Prices eked out small gains on Friday, halting the 8-day down streak, though barely. Over the weekend, sentiments shifted to a more positive outlook on the economy given US-China trade talks resuming and a possible rate cut from the Federal Reserve. This morning crude oil is trading at $53.53, up 72 cents (1.4%) from Friday’s close.
Fuel prices are rising this morning as well. Diesel prices are currently trading at $1.9111, up 1.7 cents from Friday’s close. Gasoline prices are trading at $1.5799, up 0.7 cents.
Traders are hopeful for positive progress from the US-China trade talks scheduled to take place later this week. Both countries have seen very weak manufacturing data in recent months which could add pressure to reach some sort of agreement. Conversely, a strong US jobs report released on Friday may provide ammunition for Trump to maintain his aggressive trade stances, since China is suffering more than the US in response to tariffs.
Markets are eager to review the IEA, EIA and OPEC reports that are to be released this week. Most will be focused on the demand side, to see how oil users are responding to economic pressures. But of equal importance will be production forecasts.
For several weeks now, US active rig counts have declined. With oil prices generally in the low- to mid-$50s this year, some oil producers may be feeling the squeeze.
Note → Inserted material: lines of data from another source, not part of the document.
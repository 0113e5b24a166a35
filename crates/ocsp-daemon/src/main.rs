//! `usg_ocspd` — daemon keeping `.ocsp` files fresh for a set of
//! certificate bundles.
//!
//! Bundle files (or directories of them) are given on the command
//! line. The daemon watches them, maintains `<bundle>.ocsp` next to
//! each one, and optionally runs a hook program after every refresh.

use std::error::Error;
use std::path::{Path, PathBuf};
use std::process;
use std::sync::Arc;
use std::time::Duration;

use async_trait::async_trait;
use clap::Parser;
use notify::{recommended_watcher, EventKind, RecommendedWatcher, RecursiveMode, Watcher};
use ocsp_daemon::cli::parse_duration;
use ocsp_daemon::{
    expand_paths, load_cached_response, persist_response, run_hook_cmd, should_ignore_file_name,
    Event, UpdateHandler, Updater,
};
use ocsp_proto::{create_request, parse_certificate_bundle};
use tracing::{error, info, warn};
use tracing_subscriber::{layer::SubscriberExt, util::SubscriberInitExt, EnvFilter};

/// USG OCSP Updater - maintains fresh OCSP responses for server certificates
#[derive(Parser, Debug)]
#[command(author, version, about, long_about = None)]
#[command(name = "usg_ocspd")]
struct Cli {
    /// Certificate bundle files or directories of bundles to monitor
    #[arg(value_name = "PATH", required = true)]
    paths: Vec<PathBuf>,

    /// Minimum interval between scheduler ticks (e.g. 5m, 300s)
    #[arg(short = 't', long = "tick", default_value = "5m", value_parser = parse_duration)]
    tick: Duration,

    /// Program to run with the raw DER response on stdin after each refresh
    #[arg(short = 'H', long = "hook", value_name = "CMD")]
    hook: Option<String>,
}

/// Persists refreshed responses to `.ocsp` files and runs the hook.
struct FileStoreHandler {
    hook_cmd: Option<String>,
}

#[async_trait]
impl UpdateHandler for FileStoreHandler {
    async fn on_update(&self, event: Event) {
        let tags = event.tags.join(", ");
        info!(
            tags = %tags,
            status = %event.response.status,
            this_update = %event.response.this_update,
            "OCSP response refreshed"
        );
        for tag in &event.tags {
            if let Err(e) = persist_response(Path::new(tag), &event.raw, event.response.this_update)
            {
                error!(bundle = %tag, error = %e, "failed to store OCSP response");
                break;
            }
        }
        if let Some(hook) = &self.hook_cmd {
            if let Err(e) = run_hook_cmd(hook, &event.raw).await {
                error!(tags = %tags, error = %e, "hook command failed");
            }
        }
    }
}

#[tokio::main]
async fn main() {
    let cli = Cli::parse();

    tracing_subscriber::registry()
        .with(EnvFilter::try_from_default_env().unwrap_or_else(|_| EnvFilter::new("info")))
        .with(tracing_subscriber::fmt::layer())
        .init();

    info!("USG OCSP Updater v{}", env!("CARGO_PKG_VERSION"));

    let (files, dirs) = match expand_paths(&cli.paths) {
        Ok(expanded) => expanded,
        Err(e) => {
            error!("cannot expand paths: {e}");
            process::exit(1);
        }
    };
    if files.is_empty() && dirs.is_empty() {
        error!("no certificate bundles found");
        process::exit(2);
    }

    let handler = Arc::new(FileStoreHandler {
        hook_cmd: cli.hook,
    });
    let updater = Arc::new(
        Updater::new()
            .with_tick_round(cli.tick)
            .with_handler(handler),
    );

    let (tx, mut rx) = tokio::sync::mpsc::unbounded_channel();
    let mut watcher = match recommended_watcher(move |res| {
        let _ = tx.send(res);
    }) {
        Ok(watcher) => watcher,
        Err(e) => {
            error!("cannot create filesystem watcher: {e}");
            process::exit(1);
        }
    };

    for dir in &dirs {
        if let Err(e) = watcher.watch(dir, RecursiveMode::NonRecursive) {
            error!(dir = %dir.display(), "cannot watch directory: {e}");
            process::exit(1);
        }
    }
    for file in &files {
        if let Err(e) = register_bundle(&updater, &mut watcher, file).await {
            error!(bundle = %file.display(), "cannot monitor bundle: {e}");
            process::exit(1);
        }
    }
    info!(
        bundles = files.len(),
        directories = dirs.len(),
        "monitoring started"
    );

    let scheduler = {
        let updater = Arc::clone(&updater);
        tokio::spawn(async move { updater.start().await })
    };

    loop {
        tokio::select! {
            maybe_event = rx.recv() => match maybe_event {
                Some(Ok(event)) => {
                    for path in &event.paths {
                        handle_fs_event(&updater, &mut watcher, &event.kind, path).await;
                    }
                }
                Some(Err(e)) => warn!("filesystem watcher error: {e}"),
                None => break,
            },
            _ = tokio::signal::ctrl_c() => {
                info!("shutting down");
                break;
            }
        }
    }

    updater.stop().await;
    let _ = scheduler.await;
}

/// (Re-)registers one bundle: parse it, prepare its OCSP request, seed
/// the schedule from any cached `.ocsp` file, and watch it for changes.
async fn register_bundle(
    updater: &Updater,
    watcher: &mut RecommendedWatcher,
    bundle: &Path,
) -> Result<(), Box<dyn Error + Send + Sync>> {
    let tag = bundle.to_string_lossy().into_owned();
    updater.remove(&tag).await;

    let parsed = parse_certificate_bundle(bundle)?;
    let request = create_request(&parsed.cert_der, &parsed.issuer_der, None)?;
    let cached = load_cached_response(bundle, &parsed.issuer_der);

    watcher.watch(bundle, RecursiveMode::NonRecursive)?;
    updater.add_or_update(&tag, request, cached).await?;
    Ok(())
}

async fn handle_fs_event(
    updater: &Updater,
    watcher: &mut RecommendedWatcher,
    kind: &EventKind,
    path: &Path,
) {
    if matches!(kind, EventKind::Access(_)) {
        return;
    }
    let name = path.to_string_lossy().into_owned();

    let gone = matches!(kind, EventKind::Remove(_)) || !path.exists();
    if gone {
        // Losing a sidecar file means the bundle's schedule is stale.
        for suffix in [".ocsp", ".issuer"] {
            if let Some(bundle) = name.strip_suffix(suffix) {
                info!(path = %name, "sidecar file removed, rescheduling");
                let bundle = PathBuf::from(bundle);
                if is_regular_file(&bundle) {
                    if let Err(e) = register_bundle(updater, watcher, &bundle).await {
                        warn!(bundle = %bundle.display(), "cannot monitor bundle: {e}");
                    }
                }
                break;
            }
        }
        if !should_ignore_file_name(&name) {
            updater.remove(&name).await;
        }
        return;
    }

    // Created or modified: an .issuer file maps back to its bundle.
    let bundle = name.strip_suffix(".issuer").unwrap_or(&name).to_string();
    if should_ignore_file_name(&bundle) {
        return;
    }
    let bundle = PathBuf::from(bundle);
    if !is_regular_file(path) || !is_regular_file(&bundle) {
        return;
    }
    if let Err(e) = register_bundle(updater, watcher, &bundle).await {
        warn!(bundle = %bundle.display(), "cannot monitor bundle: {e}");
    }
}

fn is_regular_file(path: &Path) -> bool {
    std::fs::metadata(path).map(|m| m.is_file()).unwrap_or(false)
}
Overall crude production has fallen as well, largely attributable to declining use of conventional crude fields. But while rig counts have fallen across all shales regions, production continues rising in five of seven shale regions (Anadarko and Eagle Ford, in Oklahoma and Mid-west Texas respectively, have seen moderate drops in total output over the last 4-6 months). Even as companies deploy fewer rigs, they’re getting better at tapping into high-impact wells that increase output per rig. Although US crude production has moderated over the last two months, it appears shale producers are poised to continue production even with crude prices hovering in the low-$50s.
New Biofuel Rules Boost Ethanol, Biodiesel consumption
On Friday, the Trump administration made waves for fuel markets by issuing new rules to increase consumption of biofuels. After handing out several small refinery exemptions over the past few years that lowered total biofuel usage, the Trump administration is now requiring that those exemptions be made up elsewhere, though the announcement was short on details. The measure will ensure that the over 15 billion gallons of biofuel mandated in the Renewable Fuel Standard are blended in 2020.
The move is a win for biofuel producers and will likely help boost Trump’s approval in Midwestern farm states such as Iowa and Nebraska. Between declining biofuel support and reduced agriculture purchases from China, US farmers have been hit hard over the past year. At the same time, some states are pushing back, especially those with higher refining output and low biodiesel production such as Ohio and Pennsylvania. Oil companies in these states say the action will place undo hardship on larger refineries and make them uncompetitive.